|M.Sc Student||Tatyana Bloch|
|Subject||Towards Building Information Modeling of Damaged Buildings|
to Guide Search and Rescue Operations
|Department||Department of Civil and Environmental Engineering||Supervisors||Full Professor Sacks Rafael|
|Full Professor Rabinovitch Oded|
|Full Thesis text - in Hebrew|
After an earthquake in an urban area, the number and location of collapsed buildings are unknown, as is the number and medical state of the people trapped inside these buildings. Trapped occupants are most likely to be found in void spaces that are naturally formed in the ruins. Information about the structural elements, their sizes, composition and material, and their new locations in the damaged building, would enable SAR teams to search selectively and thus minimize the risk and accelerate the search process.
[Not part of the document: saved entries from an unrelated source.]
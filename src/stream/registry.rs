//! Keyed cache of live stream connections.
//!
//! The key is the fully resolved endpoint URL, so query-string variants are
//! distinct connections by design. The first subscriber to a key opens the
//! transport eagerly; later subscribers share it. `disconnect` is a hard
//! teardown, not a reference-counted release.

use std::collections::hash_map::Entry;
use std::collections::HashMap;
use std::sync::{Arc, Mutex, MutexGuard};

use reqwest::Client;
use tracing::debug;

use crate::credentials::CredentialStore;
use crate::gateway::resolve_url;
use crate::stream::connection::{ListenerGuard, StreamConnection, StreamOptions};
use crate::stream::proto::StreamEvent;

/// Cloneable registry mapping resolved URLs to live connections.
#[derive(Clone)]
pub struct StreamRegistry {
    inner: Arc<RegistryInner>,
}

struct RegistryInner {
    http: Client,
    base_url: String,
    credentials: CredentialStore,
    streams: Mutex<HashMap<String, Arc<StreamConnection>>>,
}

impl StreamRegistry {
    pub(crate) fn new(http: Client, base_url: String, credentials: CredentialStore) -> Self {
        Self {
            inner: Arc::new(RegistryInner {
                http,
                base_url,
                credentials,
                streams: Mutex::new(HashMap::new()),
            }),
        }
    }

    /// Subscribes to a stream endpoint.
    ///
    /// Creates and connects the connection on the first subscription to a
    /// URL; every later subscription reuses it (and its original `options`).
    pub fn subscribe(&self, url: &str, options: StreamOptions) -> Subscription {
        let key = resolve_url(&self.inner.base_url, url);
        let connection = {
            let mut streams = self.lock_streams();
            match streams.entry(key.clone()) {
                Entry::Occupied(existing) => Arc::clone(existing.get()),
                Entry::Vacant(vacant) => {
                    debug!(event = "stream_opened", key = %key);
                    let connection = Arc::new(StreamConnection::new(
                        self.inner.http.clone(),
                        key.clone(),
                        options,
                        self.inner.credentials.clone(),
                    ));
                    connection.connect();
                    Arc::clone(vacant.insert(connection))
                }
            }
        };

        Subscription {
            key,
            connection,
            registry: self.clone(),
        }
    }

    /// Closes the connection for `key` and forgets it, regardless of how
    /// many listeners remain attached.
    pub fn disconnect(&self, key: &str) {
        if let Some(connection) = self.lock_streams().remove(key) {
            debug!(event = "stream_disconnected", key = %key);
            connection.disconnect();
        }
    }

    /// Closes and clears every tracked connection. Used for global teardown
    /// such as application shutdown or logout.
    pub fn disconnect_all(&self) {
        let drained: Vec<_> = self.lock_streams().drain().collect();
        for (key, connection) in drained {
            debug!(event = "stream_disconnected", key = %key);
            connection.disconnect();
        }
    }

    /// Number of currently tracked connections.
    pub fn active_streams(&self) -> usize {
        self.lock_streams().len()
    }

    fn lock_streams(&self) -> MutexGuard<'_, HashMap<String, Arc<StreamConnection>>> {
        self.inner
            .streams
            .lock()
            .unwrap_or_else(|poisoned| poisoned.into_inner())
    }
}

/// Handle returned to a subscriber.
///
/// Owning the handle does not imply owning the connection: the connection is
/// shared by every subscriber to the same URL and torn down only by
/// [`Subscription::disconnect`] (or a registry-wide teardown).
pub struct Subscription {
    key: String,
    connection: Arc<StreamConnection>,
    registry: StreamRegistry,
}

impl Subscription {
    /// The resolved URL identifying the shared connection.
    pub fn key(&self) -> &str {
        &self.key
    }

    /// Registers a listener on the shared connection.
    pub fn add_listener(
        &self,
        listener: impl Fn(&StreamEvent) + Send + Sync + 'static,
    ) -> ListenerGuard {
        self.connection.add_listener(listener)
    }

    /// True while the shared connection's transport task is alive.
    pub fn is_connected(&self) -> bool {
        self.connection.is_connected()
    }

    /// Hard teardown: closes the transport for every subscriber and removes
    /// the key so the next subscribe opens a brand-new connection.
    pub fn disconnect(&self) {
        self.registry.disconnect(&self.key);
    }
}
This preliminary study suggests a method for gathering new information about the collapsed structure and examines and demonstrates its capability by means of an initial feasibility assessment. The suggested method uses the BIM model of the original building, in a suitable "collapse engine" to create different possible collapse patterns of the building. A series of parametrically differing ground movements is applied to the model to trigger a series of potential collapse mechanisms. The result is a large set of candidate solutions, which contain the exterior and interior geometry of the deformed state of the building.
A procedure developed by Zeibak-Shini et al. (2012) provides real post-damage information about the exterior components of a damaged building using terrestrial laser-scanning. In the research reported here, each candidate solution in the solution set is evaluated using an appropriate mathematical algorithm to provide a quantitative measure of the degree of similarity of each candidate solution to the model generated from the scan. The solution with the highest degree of similarity should be the one that provides the best information on the damage pattern of the exterior and interior geometry of the building.
In each of three simulations, the as-built model was imported to the “collapse engine” and the space of candidate solutions was generated. A single candidate solution was randomly chosen to represent the real damage pattern of the building. Because it was created artificially, this model contains both the exterior and interior geometry. The rest of the candidate solutions can be evaluated in two ways; once relying on information about exterior elements only, and once relying on information about the whole building. In all three simulations, the same candidate solution was identified at the highest degree of similarity when calculated based on external elements only, as well as when calculated based on the whole building. This demonstrates that the proposed method is feasible, and encourages further development with the goal of guiding SAR teams.